→ Exercise requirements
Output the line containing "critical_failure: false", then every remaining line of the entries below, exactly as written and with no other text.

→ The records
• • • •
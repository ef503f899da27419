//! Outcome resolution: turns the final roll of an operation into rewards,
//! penalties, follow-on missions and either a battle request or a background
//! simulation.
use rand::Rng;
use serde::{Deserialize, Serialize};

use crate::battle::BattleRequest;
use crate::campaign::CampaignContext;
use crate::casualty::{CasualtyInput, simulate_casualties};
use crate::constants::{
    CRITICAL_FAILURE_SCORE_PENALTY, CRITICAL_TRAP_BONUS, MSG_ALIEN_BASE_REVEALED,
    MSG_NEW_DATA_ACQUIRED, OUTCOME_ROLL_MAX,
};
use crate::loyalty::{LoyaltySource, update_loyalty};
use crate::mission::place_alien_mission;
use crate::operation::{Operation, OperationReport, OperationResults};
use crate::reputation::apply_reputation_delta;
use crate::rng::RollExt;
use crate::rules::{RuleCovertOperation, RuleOutcomeBranch, RulesError};
use crate::soldier::Soldier;

/// Success and critical failure read off a single roll.
///
/// Both flags are evaluated independently: `success` is `chance > roll`,
/// `critical_failure` is `roll > chance + margin`.
#[derive(Debug, Clone, Copy, PartialEq, Eq, Serialize, Deserialize)]
pub struct OutcomeRoll {
    pub roll: i32,
    pub success: bool,
    pub critical_failure: bool,
}

impl OutcomeRoll {
    #[must_use]
    pub const fn evaluate(roll: i32, success_chance: i32, critical_fail_margin: i32) -> Self {
        Self {
            roll,
            success: success_chance > roll,
            critical_failure: roll > success_chance.saturating_add(critical_fail_margin),
        }
    }

    /// Draw a fresh outcome roll in `[0, 99]`.
    pub fn draw<R: Rng + ?Sized>(rng: &mut R) -> i32 {
        rng.roll_range(0, OUTCOME_ROLL_MAX)
    }
}

/// Summary of a resolution returned to the clock.
#[derive(Debug, Clone, PartialEq, Eq, Serialize, Deserialize)]
pub struct Resolution {
    pub outcome: OutcomeRoll,
    /// Deployment handed to the battle subsystem, if any.
    pub battle: Option<String>,
}

/// Resolve `op` with a given outcome roll.
///
/// Runs at most once per operation; calling it on a resolved operation returns
/// the stored outcome without changing anything.
///
/// # Errors
///
/// Fails when the operation rule or anything its chosen branch references
/// (mission, region, race, deployment, research, event, item) is undefined.
pub fn resolve_with_roll<R: Rng + ?Sized>(
    op: &mut Operation,
    ctx: &mut CampaignContext<'_, R>,
    roll: i32,
) -> Result<Resolution, RulesError> {
    if let Some(results) = op.results() {
        return Ok(Resolution {
            outcome: OutcomeRoll {
                roll: results.roll,
                success: results.success,
                critical_failure: results.critical_failure,
            },
            battle: results
                .battle_requested
                .then(|| results.deployment.clone())
                .flatten(),
        });
    }

    let rules = ctx.rules;
    let rule = rules.operation(&op.rule)?;
    let odds = ctx.state.difficulty.odds();
    let outcome = OutcomeRoll::evaluate(roll, op.success_chance, odds.critical_fail_margin);
    let branch = if outcome.success {
        &rule.success
    } else {
        &rule.failure
    };
    log::debug!(
        "resolving {} #{}: roll {roll} vs {} (success {}, critical {})",
        rule.name,
        op.id,
        op.success_chance,
        outcome.success,
        outcome.critical_failure
    );

    let mut results = OperationResults {
        operation: rule.name.clone(),
        day: ctx.state.day,
        roll,
        success: outcome.success,
        critical_failure: outcome.critical_failure,
        ..OperationResults::default()
    };

    apply_score_and_funds(ctx, branch, &outcome, &mut results);
    stage_reward_items(op, ctx, rule, branch, &mut results)?;
    if let Some(event) = &branch.event {
        rules.require_event(&rule.name, event)?;
        ctx.state.spawn_event(event);
        results.event = Some(event.clone());
    }
    unlock_research(ctx, &rule.name, &branch.research, &mut results)?;
    for (faction, delta) in &branch.reputation {
        if apply_reputation_delta(&mut ctx.state.factions, faction, *delta, &rules.reputation_levels)
        {
            results.reputation.insert(faction.clone(), *delta);
        }
    }

    let remove_required = if outcome.success {
        rule.remove_required_items_on_success
    } else {
        rule.remove_required_items_on_failure
    };
    if remove_required {
        for (item, qty) in &rule.required_items {
            op.items.remove(item, *qty);
        }
    }

    if let Some(mission) = branch.missions.choose(ctx.rng) {
        let anchor = ctx.state.base(&op.base).map(|base| base.region.clone());
        let placement = place_alien_mission(ctx, &rule.name, mission, anchor.as_deref())?;
        results.mission = Some(placement);
    }

    if let Some(deployment) = &rule.reveal_alien_base {
        for base in ctx
            .state
            .alien_bases
            .iter_mut()
            .filter(|base| &base.deployment == deployment)
        {
            base.discovered = true;
            results.special_message = Some(MSG_ALIEN_BASE_REVEALED.to_string());
        }
    }

    let mut battle = None;
    if let Some(deployment) = branch.deployments.choose(ctx.rng) {
        if !rules.has_deployment(deployment) {
            return Err(RulesError::UnknownDeployment {
                operation: rule.name.clone(),
                deployment: deployment.to_string(),
            });
        }
        let enter = outcome.success || {
            let mut trap = rule.trap_chance;
            if outcome.critical_failure && trap > 0 {
                trap += CRITICAL_TRAP_BONUS;
            }
            ctx.rng.roll_percent(trap)
        };
        results.deployment = Some(deployment.to_string());
        if enter && !op.in_battlescape() {
            op.mark_battle();
            results.battle_requested = true;
            ctx.state.pending_battles.push(BattleRequest {
                base: op.base.clone(),
                operation: op.id,
                operation_name: rule.name.clone(),
                deployment: deployment.to_string(),
                soldiers: op.soldiers.clone(),
            });
            log::debug!("{} #{} requests battle {deployment}", rule.name, op.id);
            battle = Some(deployment.to_string());
        }
    }

    if battle.is_none() {
        run_background_path(op, ctx, rule, &outcome, &mut results);
    }

    op.store_results(results);
    op.mark_over();
    Ok(Resolution { outcome, battle })
}

fn apply_score_and_funds<R: Rng + ?Sized>(
    ctx: &mut CampaignContext<'_, R>,
    branch: &RuleOutcomeBranch,
    outcome: &OutcomeRoll,
    results: &mut OperationResults,
) {
    let mut score = branch.score;
    if !outcome.success && outcome.critical_failure {
        score -= CRITICAL_FAILURE_SCORE_PENALTY;
    }
    let coefficients = ctx.rules.loyalty;
    if score != 0 {
        ctx.state.add_score(score);
        results.score = score;
        results.loyalty_change +=
            update_loyalty(&mut ctx.state.loyalty, &coefficients, score, LoyaltySource::Geoscape);
    }
    if branch.loyalty != 0 {
        results.loyalty_change += update_loyalty(
            &mut ctx.state.loyalty,
            &coefficients,
            branch.loyalty,
            LoyaltySource::Absolute,
        );
    }
    if branch.funds != 0 {
        ctx.state.funds += branch.funds;
        results.funds = branch.funds;
    }
}

fn stage_reward_items<R: Rng + ?Sized>(
    op: &mut Operation,
    ctx: &mut CampaignContext<'_, R>,
    rule: &RuleCovertOperation,
    branch: &RuleOutcomeBranch,
    results: &mut OperationResults,
) -> Result<(), RulesError> {
    let weighted = branch.weighted_item.choose(ctx.rng).map(|item| (item, 1));
    let flat = branch.items.iter().map(|(item, qty)| (item.as_str(), *qty));
    for (item, qty) in flat.chain(weighted) {
        if !ctx.rules.has_item(item) {
            return Err(RulesError::UnknownItem {
                context: rule.name.clone(),
                item: item.to_string(),
            });
        }
        op.items.add(item, qty);
        results.add_item(item, qty);
    }
    Ok(())
}

/// Unlock the first not yet researched topic of `candidates`.
fn unlock_research<R: Rng + ?Sized>(
    ctx: &mut CampaignContext<'_, R>,
    context: &str,
    candidates: &[String],
    results: &mut OperationResults,
) -> Result<(), RulesError> {
    let rules = ctx.rules;
    let Some(topic) = candidates
        .iter()
        .find(|topic| !ctx.state.is_researched(topic))
    else {
        return Ok(());
    };
    let research = rules.research(context, topic)?;
    ctx.state.add_research(&research.name);
    results.research = Some(research.name.clone());
    if !research.hidden {
        results.special_message = Some(MSG_NEW_DATA_ACQUIRED.to_string());
    }
    if let Some(lookup) = &research.lookup {
        let lookup = rules.research(context, lookup)?;
        ctx.state.add_research(&lookup.name);
        results.research = Some(lookup.name.clone());
    }

    let free: Vec<&String> = research
        .get_one_free
        .iter()
        .filter(|topic| !ctx.state.is_researched(topic))
        .collect();
    if let Some(idx) = ctx.rng.roll_index(free.len()) {
        let bonus = rules.research(context, free[idx])?;
        ctx.state.add_research(&bonus.name);
        if let Some(lookup) = &bonus.lookup {
            let lookup = rules.research(context, lookup)?;
            ctx.state.add_research(&lookup.name);
        }
    }

    for mission in &mut ctx.state.missions {
        let mission_rule = rules.mission(context, &mission.rule)?;
        if mission_rule.interrupt_research.as_deref() == Some(research.name.as_str()) {
            mission.interrupted = true;
            log::debug!("alien mission #{} interrupted by {}", mission.id, research.name);
        }
    }
    Ok(())
}

/// Simulate the squad, return staged items and file the end-of-operation report.
fn run_background_path<R: Rng + ?Sized>(
    op: &mut Operation,
    ctx: &mut CampaignContext<'_, R>,
    rule: &RuleCovertOperation,
    outcome: &OutcomeRoll,
    results: &mut OperationResults,
) {
    let input = CasualtyInput {
        rule,
        success: outcome.success,
        critical_failure: outcome.critical_failure,
        difficulty: ctx.state.difficulty,
        has_psi: op.has_psi,
        month: ctx.state.month(),
    };
    let Some(base) = ctx.state.base_mut(&op.base) else {
        log::warn!("{} #{}: base {} no longer exists", rule.name, op.id, op.base);
        return;
    };
    op.items.drain_into(&mut base.storage);
    // Operations without danger are not simulated; the squad just comes home.
    if rule.danger > 0 {
        let mut squad: Vec<&mut Soldier> = base
            .soldiers
            .iter_mut()
            .filter(|soldier| op.soldiers.contains(&soldier.id))
            .collect();
        let report = simulate_casualties(&input, ctx.rules, &mut squad, ctx.rng);

        for id in &report.killed {
            ctx.state.kill_soldier(&op.base, *id, &rule.name);
        }
        op.soldiers.retain(|id| !report.killed.contains(id));
        results.soldier_fates = report.fates;
        results.improvements = report.improvements;
        if results.killed() > 0 {
            log::info!("{} #{} lost {} soldiers", rule.name, op.id, results.killed());
        }
    }

    ctx.state.reports.push(OperationReport {
        base: op.base.clone(),
        operation: op.id,
        success: outcome.success,
        results: results.clone(),
    });
}

#[cfg(test)]
mod tests {
    use super::*;

    #[test]
    fn success_and_critical_are_independent() {
        assert_eq!(
            OutcomeRoll::evaluate(50, 80, 45),
            OutcomeRoll {
                roll: 50,
                success: true,
                critical_failure: false
            }
        );
        let near_miss = OutcomeRoll::evaluate(95, 80, 45);
        assert!(!near_miss.success);
        assert!(!near_miss.critical_failure);

        let disaster = OutcomeRoll::evaluate(99, 10, 45);
        assert!(!disaster.success);
        assert!(disaster.critical_failure);

        let both = OutcomeRoll::evaluate(10, 200, -300);
        assert!(both.success && both.critical_failure);
    }
}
• • • •
→ Finished exercise
                critical_failure: false
            }
        );
        let near_miss = OutcomeRoll::evaluate(95, 80, 45);
        assert!(!near_miss.success);
        assert!(!near_miss.critical_failure);

        let disaster = OutcomeRoll::evaluate(99, 10, 45);
        assert!(!disaster.success);
        assert!(disaster.critical_failure);

        let both = OutcomeRoll::evaluate(10, 200, -300);
        assert!(both.success && both.critical_failure);
    }
}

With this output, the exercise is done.